The Achilles Heel of a Laptop

September 16, 2011 at 3:33 am (DR1 Charger Board, inspiron 1545, power jack)

The jack to which the power cable is connected on a laptop computer has long been a weak point.  This jack is easily broken by accidentally torquing or pushing too hard on the power cable plug.  If you have small children, it is really only a matter of time before this happens to your laptop.  You can see what happened to one of my Inspiron 1545 laptops in the photo below.

The Power Jack is a Single Point of Failure

When the power jack is damaged, the battery can’t be recharged and you can’t power the laptop by plugging it into a wall outlet.  In a moment, your laptop becomes essentially useless.  You can take it to a repair shop and pay big bucks to have it fixed, or if you are a brave and patient soul with a bit of electronics technician in your blood, then you can repair it yourself.

So where is the power jack located inside the laptop case, and how difficult is it to access and replace the jack?

Well, in years gone by, laptop manufacturers often mounted the power jack directly on the motherboard.  This meant that any attempted repair either involved replacing the entire expensive motherboard or nervously soldering a new jack on to the most expensive board in the laptop (while praying you didn’t damage any adjacent components).

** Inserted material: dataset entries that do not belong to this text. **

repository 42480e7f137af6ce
use serde::{Deserialize, Serialize};
use validator::Validate;

/// The user's free-text case for reconsideration.
#[derive(Debug, Clone, Serialize, Deserialize, Validate)]
pub struct AppealExplanation {
    #[validate(length(min = 1, max = 5000))]
    pub value: String,
}

impl AppealExplanation {
    pub fn new(value: String) -> Result<Self, validator::ValidationErrors> {
        let explanation = Self {
            value: value.trim().to_string(),
        };
        explanation.validate()?;
        Ok(explanation)
    }
}
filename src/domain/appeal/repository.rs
use super::entity::Appeal;
use crate::domain::shared::errors::DomainError;
use uuid::Uuid;

/// Storage for appeals.
///
/// Collection reads return records most recently created or updated first.
#[cfg_attr(test, mockall::automock)]
pub trait AppealRepository: Send + Sync {
    /// Stores a new appeal.
    ///
    /// Fails with [`DomainError::Conflict`] if any appeal already references the
    /// same action. The existence check and the insert are atomic.
    fn insert(&self, appeal: Appeal) -> Result<Appeal, DomainError>;
    fn find_by_id(&self, id: Uuid) -> Result<Option<Appeal>, DomainError>;
    fn find_by_action_id(&self, action_id: Uuid) -> Result<Option<Appeal>, DomainError>;
    fn update(&self, appeal: Appeal) -> Result<Appeal, DomainError>;
    fn find_by_user(&self, user_id: &str) -> Result<Vec<Appeal>, DomainError>;
    fn find_all(&self) -> Result<Vec<Appeal>, DomainError>;
}
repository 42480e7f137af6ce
use serde::{Deserialize, Serialize};
use ts_rs::TS;

/// 1-indexed page request. Pages below 1 are clamped to the first page.
#[derive(Debug, Clone, Copy, Serialize, Deserialize, TS, PartialEq, Eq)]
#[ts(export)]
pub struct PageRequest {
    pub page: i64,
    pub limit: i64,
}

impl Default for PageRequest {
    fn default() -> Self {
        Self { page: 1, limit: 50 }
    }
}

impl PageRequest {
    pub fn new(page: i64, limit: i64) -> Self {
        Self { page, limit }
    }

    pub fn page(&self) -> i64 {
        self.page.max(1)
    }

    pub fn limit(&self) -> i64 {
        self.limit.max(0)
    }

    pub fn offset(&self) -> i64 {
        (self.page() - 1).saturating_mul(self.limit())
    }

    /// Slices an already filtered and ordered result set down to this page.
    pub fn apply<T>(&self, items: Vec<T>) -> Vec<T> {
        let offset = usize::try_from(self.offset()).unwrap_or(usize::MAX);
        let limit = usize::try_from(self.limit()).unwrap_or(0);
        items.into_iter().skip(offset).take(limit).collect()
    }
}

#[derive(Debug, Clone, Serialize, Deserialize, TS)]
#[ts(export)]
pub struct PaginatedResponse<T> {
    pub items: Vec<T>,
    pub page: i64,
    pub limit: i64,
}
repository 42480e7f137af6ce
pub mod http;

For the Dell Inspiron 1545, there is both good news and bad news in regard to the power jack location.  First, the good news:  The engineers who designed the 1545 had the good sense not to mount the power jack directly on the motherboard.  Instead they put the jack on a smaller board called the “DR1 Charger Board”.  You can see a photo of this little board below.

The DR1 Charger Board for the Dell Inspiron 1545

The power jack is located at one end of the DR1 charger board (see yellow circle in the above photo).  The power jack is not the only connector on the board.  The other connectors are a pair of USB ports, the external VGA video connector, and the ethernet port.  All of these connectors are found on the left side of the Inspiron 1545 laptop.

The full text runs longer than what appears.